House Budget Committee Chairman Jodey Arrington, R-Texas, has proposed cutting nearly $100 billion in uncommitted COVID money, reinstating work requirements for Temporary Assistance for Needy Families (TANF) and the Supplemental Nutrition Assistance Program (SNAP), reducing fraud in the Child Tax Credit (CTC) and SNAP (food stamp) Program, capping Obamacare subsidies at 400 percent of the poverty level and recovering overpayments, cutting nearly $90 billion in funding for the Environmental Protection Agency included in the Inflation Reduction Act, ending Biden's student debt cancellation, and cutting $13 billion in green spending for electric vehicles for the U.S. Postal Service and buses with low emissions, among other cuts. Additionally, various conservative think tanks in Washington, D.C., such as the Heritage Foundation and the Center for Renewing America, have proposed billions worth of cuts to Defense, Housing and Urban Development, the CDC, and Health and Human Services.

House Majority Leader Steve Scalise said last week, “Everyone knows Biden's out-of-control spending is what's causing the inflation that's driving up the prices on almost everything. You deserve to know what he's costing you.” House Speaker Kevin McCarthy has also called the national debt “one of the greatest threats to America.”

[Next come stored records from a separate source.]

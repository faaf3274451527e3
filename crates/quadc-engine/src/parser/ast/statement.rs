//! Statement AST nodes

use super::{Expression, Identifier, NodeId, TypeExpr};
use crate::parser::token::Span;

/// Statement
#[derive(Debug, Clone, PartialEq)]
pub enum Statement {
    /// `{ ... }`
    Block(Block),

    /// `int x = 1, *p;`
    VarDecl(VarDecl),

    If(IfStatement),
    While(WhileStatement),
    For(ForStatement),
    Return(ReturnStatement),

    /// Expression evaluated for its side effects
    Expression(ExpressionStatement),

    /// Lone `;`
    Empty(Span),
}

impl Statement {
    pub fn span(&self) -> &Span {
        match self {
            Statement::Block(s) => &s.span,
            Statement::VarDecl(s) => &s.span,
            Statement::If(s) => &s.span,
            Statement::While(s) => &s.span,
            Statement::For(s) => &s.span,
            Statement::Return(s) => &s.span,
            Statement::Expression(s) => &s.span,
            Statement::Empty(span) => span,
        }
    }
}

/// Braced statement list; opens a new scope
#[derive(Debug, Clone, PartialEq)]
pub struct Block {
    pub id: NodeId,
    pub statements: Vec<Statement>,
    pub span: Span,
}

/// Variable declaration with one or more declarators
#[derive(Debug, Clone, PartialEq)]
pub struct VarDecl {
    pub ty: TypeExpr,
    pub declarators: Vec<Declarator>,
    pub span: Span,
}

/// One declared name: `*p`, `buf[16]`, `x = 3`
#[derive(Debug, Clone, PartialEq)]
pub struct Declarator {
    pub id: NodeId,
    pub name: Identifier,

    /// Stars written before the name, on top of the declaration's type
    pub pointer_depth: u8,

    pub array_len: Option<u32>,
    pub init: Option<Expression>,
    pub span: Span,
}

#[derive(Debug, Clone, PartialEq)]
pub struct IfStatement {
    pub condition: Expression,
    pub then_branch: Box<Statement>,
    pub else_branch: Option<Box<Statement>>,
    pub span: Span,
}

#[derive(Debug, Clone, PartialEq)]
pub struct WhileStatement {
    pub condition: Expression,
    pub body: Box<Statement>,
    pub span: Span,
}

/// `for (init; condition; update) body`, every header part optional
#[derive(Debug, Clone, PartialEq)]
pub struct ForStatement {
    pub init: Option<Expression>,
    pub condition: Option<Expression>,
    pub update: Option<Expression>,
    pub body: Box<Statement>,
    pub span: Span,
}

#[derive(Debug, Clone, PartialEq)]
pub struct ReturnStatement {
    pub value: Option<Expression>,
    pub span: Span,
}

#[derive(Debug, Clone, PartialEq)]
pub struct ExpressionStatement {
    pub expression: Expression,
    pub span: Span,
}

Democrats, however, are questioning how Republicans intend to get to FY2022 budget levels without cutting Social Security and Medicare, which both parties have said they will not touch. House Democratic Leader Hakeem Jeffries and Senate Majority Leader Chuck Schumer have both called out the GOP for not releasing a budget yet.

The House budget is due April 15, and both Arrington and Scalise have said their caucus is working to meet that deadline. It remains to be seen how Republicans will reconcile their proposed budget cuts with the need to keep Social Security and Medicare intact, and whether their budget will be able to pass the House.